Boana hobbsi (Cochran and Goin, 1970)

Class: Amphibia > Order: Anura > Family: Hylidae > Subfamily: Hylinae > Genus: Boana > Species: Boana hobbsi

Hyla hobbsi Cochran and Goin, 1970, Bull. U.S. Natl. Mus., 288: 311. Holotype: MCZ 28052, by original designation. Type locality: "Caño Guacayá, a tributary of the Río Apoporis, in Amazonas, Colombia".

Hypsiboas hobbsiFaivovich, Haddad, Garcia, Frost, Campbell, and Wheeler, 2005, Bull. Am. Mus. Nat. Hist., 294: 88.
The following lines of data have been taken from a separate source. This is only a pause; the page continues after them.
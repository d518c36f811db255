//! Construction-time validation.
//!
//! A single bottom-up pass over the tree works out, for every subtree, which arguments it
//! reads and with how many arguments it recurses. Those demands are settled at the nearest
//! enclosing function, whose arity is only known once its body has been collapsed.

use smallvec::SmallVec;
use tracing::debug;

use crate::error::ShapeError;
use crate::expr::{Function, Node, NodeKind, Role};
use crate::frame::NodeFrame;
use crate::recursive::Collapsible;

/// What a subtree needs from the function it is evaluated in.
#[derive(Debug, Default)]
struct Demand {
    /// highest `Variable` index read
    max_variable: Option<usize>,
    /// distinct argument counts passed to `Recurse`
    recursions: SmallVec<[usize; 2]>,
}

impl Demand {
    fn variable(index: usize) -> Self {
        Self {
            max_variable: Some(index),
            ..Self::default()
        }
    }

    fn merge(mut self, other: Demand) -> Self {
        self.max_variable = self.max_variable.max(other.max_variable);
        for arity in other.recursions {
            self.add_recursion(arity);
        }
        self
    }

    fn add_recursion(&mut self, arity: usize) {
        if !self.recursions.contains(&arity) {
            self.recursions.push(arity);
        }
    }

    /// Settle this demand against the arity of the function whose body produced it.
    fn settle(self, arity: usize) -> Result<(), ShapeError> {
        if let Some(index) = self.max_variable.filter(|&index| index >= arity) {
            return Err(ShapeError::VariableOutOfRange { index, arity });
        }
        if let Some(&found) = self.recursions.iter().find(|&&found| found != arity) {
            return Err(ShapeError::ArityMismatch {
                node: NodeKind::Recurse,
                expected: arity,
                found,
            });
        }
        Ok(())
    }
}

/// A collapsed, valid subtree.
#[derive(Debug)]
enum Checked {
    Expr(Demand),
    /// a function is self-contained: its demands were settled against its own arity
    Function { arity: usize },
    Generator(Demand),
}

impl Checked {
    fn role(&self) -> Role {
        match self {
            Checked::Expr(_) => Role::Expression,
            Checked::Function { .. } => Role::Function,
            Checked::Generator(_) => Role::Generator,
        }
    }

    fn mismatch(&self, expected: Role) -> ShapeError {
        ShapeError::RoleMismatch {
            expected,
            found: self.role(),
        }
    }

    fn expr(self) -> Result<Demand, ShapeError> {
        match self {
            Checked::Expr(demand) => Ok(demand),
            other => Err(other.mismatch(Role::Expression)),
        }
    }

    fn generator(self) -> Result<Demand, ShapeError> {
        match self {
            Checked::Generator(demand) => Ok(demand),
            other => Err(other.mismatch(Role::Generator)),
        }
    }

    /// Checks that this is a function taking exactly `expected` arguments.
    fn function(self, node: NodeKind, expected: usize) -> Result<(), ShapeError> {
        match self {
            Checked::Function { arity } if arity == expected => Ok(()),
            Checked::Function { arity } => Err(ShapeError::ArityMismatch {
                node,
                expected,
                found: arity,
            }),
            other => Err(other.mismatch(Role::Function)),
        }
    }

    fn arity(&self) -> Result<usize, ShapeError> {
        match self {
            Checked::Function { arity } => Ok(*arity),
            other => Err(other.mismatch(Role::Function)),
        }
    }
}

fn exprs(children: Vec<Checked>) -> Result<Demand, ShapeError> {
    children
        .into_iter()
        .try_fold(Demand::default(), |acc, child| Ok(acc.merge(child.expr()?)))
}

fn operands(node: NodeKind, children: Vec<Checked>) -> Result<Demand, ShapeError> {
    if children.is_empty() {
        return Err(ShapeError::NoOperands { node });
    }
    exprs(children)
}

fn check_layer(frame: NodeFrame<Checked>) -> Result<Checked, ShapeError> {
    let checked = match frame {
        NodeFrame::Value(_) => Checked::Expr(Demand::default()),
        NodeFrame::Variable(index) => Checked::Expr(Demand::variable(index)),
        NodeFrame::Add(xs) => Checked::Expr(operands(NodeKind::Add, xs)?),
        NodeFrame::Mul(xs) => Checked::Expr(operands(NodeKind::Mul, xs)?),
        NodeFrame::Neg(x) | NodeFrame::Inv(x) => Checked::Expr(x.expr()?),
        NodeFrame::Compare(_, a, b) => Checked::Expr(a.expr()?.merge(b.expr()?)),
        NodeFrame::If(c, t, e) => Checked::Expr(c.expr()?.merge(t.expr()?).merge(e.expr()?)),
        NodeFrame::Call { func, args } => {
            let arity = func.arity()?;
            if arity != args.len() {
                return Err(ShapeError::ArityMismatch {
                    node: NodeKind::Call,
                    expected: arity,
                    found: args.len(),
                });
            }
            Checked::Expr(exprs(args)?)
        }
        NodeFrame::Recurse(args) => {
            let found = args.len();
            let mut demand = exprs(args)?;
            demand.add_recursion(found);
            Checked::Expr(demand)
        }
        NodeFrame::ReduceRange {
            func,
            start,
            end,
            accum,
        } => {
            func.function(NodeKind::ReduceRange, 2)?;
            Checked::Expr(start.expr()?.merge(end.expr()?).merge(accum.expr()?))
        }
        NodeFrame::Sum(gen) => Checked::Expr(gen.generator()?),
        NodeFrame::Function { arity, body } => {
            body.expr()?.settle(arity)?;
            Checked::Function { arity }
        }
        NodeFrame::Range {
            func,
            start,
            end,
            step,
        } => {
            func.function(NodeKind::Range, 1)?;
            Checked::Generator(start.expr()?.merge(end.expr()?).merge(step.expr()?))
        }
        NodeFrame::Compose { gen, func } => {
            func.function(NodeKind::Compose, 1)?;
            Checked::Generator(gen.generator()?)
        }
    };
    Ok(checked)
}

/// Validate a whole function tree, including every function nested inside it.
pub(crate) fn check(function: &Function) -> Result<(), ShapeError> {
    let checked = Node::Function(function).try_collapse_frames(check_layer)?;
    checked.arity()?;
    debug!(
        arity = function.arity(),
        nodes = function.node_count(),
        depth = function.body().depth(),
        "validated program"
    );
    Ok(())
}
Boana hobbsi — Dubois, 2017, Bionomina, 11: 28. 

English Names

Hobbs' Treefrog (Frank and Ramus, 1995, Compl. Guide Scient. Common Names Amph. Rept. World: 55).

Distribution

Extreme southeastern Colombia, ca. 200 m elevation, and Cerro Neblina, Amazonas, Venezuela; presumably in the intervening parts of Brazil although so far only recorded from Estação Ecológica Juami-Japurá, vicinity of Vila Bittencourt, and São Gabriel da Cachoeira, northwestern Amazonas, Brazil. 

Geographic Occurrence

Natural Resident: Brazil, Colombia, Venezuela

Comment

See Pyburn, 1978, Proc. Biol. Soc. Washington, 91: 123-131, for taxonomic status. See Hoogmoed and Gruber, 1983, Spixiana, München, Suppl., 9: 365, for resurrection of this name from the synonymy of Hyla punctata, where it had been placed by Duellman, 1974, Occas. Pap. Mus. Nat. Hist. Univ. Kansas, 27: 10. Barrio-Amorós, 1999 "1998", Acta Biol. Venezuelica, 18: 30, provided the Venezuelan record. In the Hypsiboas punctatus group of Faivovich, Haddad, Garcia, Frost, Campbell, and Wheeler, 2005, Bull. Am. Mus. Nat. Hist., 294: 88. Simões, Rojas-Runjaic, Gagliardi-Urrutia, and Castroviejo-Fisher, 2019, Herpetol. Notes, 12: 211–219, provided a record for Brazil (Estação Ecológica Juami-Japurá, municipality of Japurá, Amazonas, Brazil) and described the advertisement call. See Barrio-Amorós, Rojas-Runjaic, and Señaris, 2019, Amph. Rept. Conserv., 13 (1: e180): 64–65, for comments on range and literature. Señaris and Rojas-Runjaic, 2020, in Rull and Carnaval (eds.), Neotrop. Divers. Patterns Process.: 571–632, commented on range and conservation status in the Venezuelan Guayana. Almeida, Moraes, Rojas-Zamora, Roberto, Carvalho, Ávila, Frazão, Silva, Menin, Werneck, Hrbek, Farias, and Gordo, 2021, Zootaxa, 4933: 301–323, transferred Boana hobbsi into the Boana benitezi group, the sister of Boana tepuiana, on the basis of molecular information, and provided additional morphological data and a better understanding of its range (mapped) in Brazilian Amazonia.